A glowing accomplishment: NTUA finishes CARES Act electrical projects


Charlene White turned her front porch light on for the first time ever Tuesday as Navajo Tribal Utility Authority representatives and President Jonathan Nez looked on and applauded.

The road to White’s home is like other dirt roads that stretch for miles off of Highway 264. Her home is also similar to thousands of Diné households, including her neighbors’ on the same road, that don’t have electricity.

But on Tuesday morning White and a few of her neighbors were given what they consider a luxury, and what others see as a basic human right: electricity.

“I’m proud. I feel good about this,” said White as she stood on her porch. She explained that she’s been using a generator to power her house.

For White, her neighbor Lawrence Descheenie’s younger sister, and six others that were hooked up that day, getting this electricity came at a heavy price. It was made possible by the $714 million Navajo Nation CARES Act funding given to the Navajo Nation to go toward mitigation of COVID-19.

Of this, NTUA was given approximately $147 million; however, $34 million of that was reverted to the Hardship Assistance Program when, in spite of working nights and weekends to expand the grid, NTUA leadership realized they wouldn’t make the Dec. 31 deadline to spend the money.

In addition to standard electrical connections, NTUA used the CARES Act money for projects such as off-grid solar; water cistern and septic projects; water line connection and septic installations; water wells and water system upgrades; and much more.

Although eight families received electricity hookups that day, four others were still going through the process before they could be hooked up.

When it comes to electricity hookups, NTUA, along with neighboring utilities companies, connected 721 families to the electrical grid – 667 by NTUA crews and 54 by neighboring utility company crews.

“This will be, I think, the last of the many projects that we did with the CARES Act funding,” said Art Blacksheep, NTUA Fort Defiance District electric superintendent.

“Navajo people, we are transitioning into this modern way of living,” he said. “To see electric power in your house, it feels good, (especially) when you don’t have to go out and strike a match to light up your kerosene lamp. I’m happy for these Navajo families.”

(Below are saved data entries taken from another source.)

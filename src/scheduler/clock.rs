//! Time source abstraction.
//!
//! The scheduler never reads the platform clock directly; it asks an
//! injected [`TimeSource`]. Production wiring binds [`WallClock`], tests
//! bind [`VirtualClock`] and advance it by hand.

use crate::types::Time;
use std::sync::atomic::{AtomicU64, Ordering};
use std::time::{Duration, Instant};

/// Supplies the current instant, in the same units as scheduler priorities.
pub trait TimeSource: Send + Sync {
    /// The current instant.
    fn now(&self) -> Time;
}

/// Monotonic production clock. The epoch is the moment of construction.
#[derive(Debug)]
pub struct WallClock {
    epoch: Instant,
}

impl WallClock {
    /// Creates a clock whose epoch is now.
    #[must_use]
    pub fn new() -> Self {
        Self {
            epoch: Instant::now(),
        }
    }
}

impl Default for WallClock {
    fn default() -> Self {
        Self::new()
    }
}

impl TimeSource for WallClock {
    fn now(&self) -> Time {
        let elapsed = self.epoch.elapsed().as_nanos();
        Time::from_nanos(elapsed.min(u128::from(u64::MAX)) as u64)
    }
}

/// Hand-advanced clock for deterministic tests.
///
/// Reads return whatever the test last set; nothing moves on its own.
#[derive(Debug, Default)]
pub struct VirtualClock {
    now: AtomicU64,
}

impl VirtualClock {
    /// Creates a virtual clock reading [`Time::ZERO`].
    #[must_use]
    pub const fn new() -> Self {
        Self {
            now: AtomicU64::new(0),
        }
    }

    /// Moves the clock forward by `delta`.
    pub fn advance(&self, delta: Duration) {
        let nanos = delta.as_nanos().min(u128::from(u64::MAX)) as u64;
        self.now.fetch_add(nanos, Ordering::AcqRel);
    }

    /// Sets the clock to an absolute reading. May move backwards; tests own
    /// the timeline.
    pub fn set(&self, instant: Time) {
        self.now.store(instant.as_nanos(), Ordering::Release);
    }
}

impl TimeSource for VirtualClock {
    fn now(&self) -> Time {
        Time::from_nanos(self.now.load(Ordering::Acquire))
    }
}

After lawmakers took a while to decide how to spend the dollars, it allowed a tiny window for NTUA to get everything that was expected of it done before having to revert funds to the Hardship Assistance fund.

That meant Blacksheep’s crew, and other NTUA workers across the Navajo Nation, had to put in 10-hour workdays during the pandemic. At times they were delayed because of inclement weather.

“We kept up with what we needed to do,” said Blacksheep. “NTUA has their guidelines for the virus that we have to really abide by … that made it possible for us to go through this pandemic with these projects. We tried to really stay safe and to have enough guys to do the projects that we have.”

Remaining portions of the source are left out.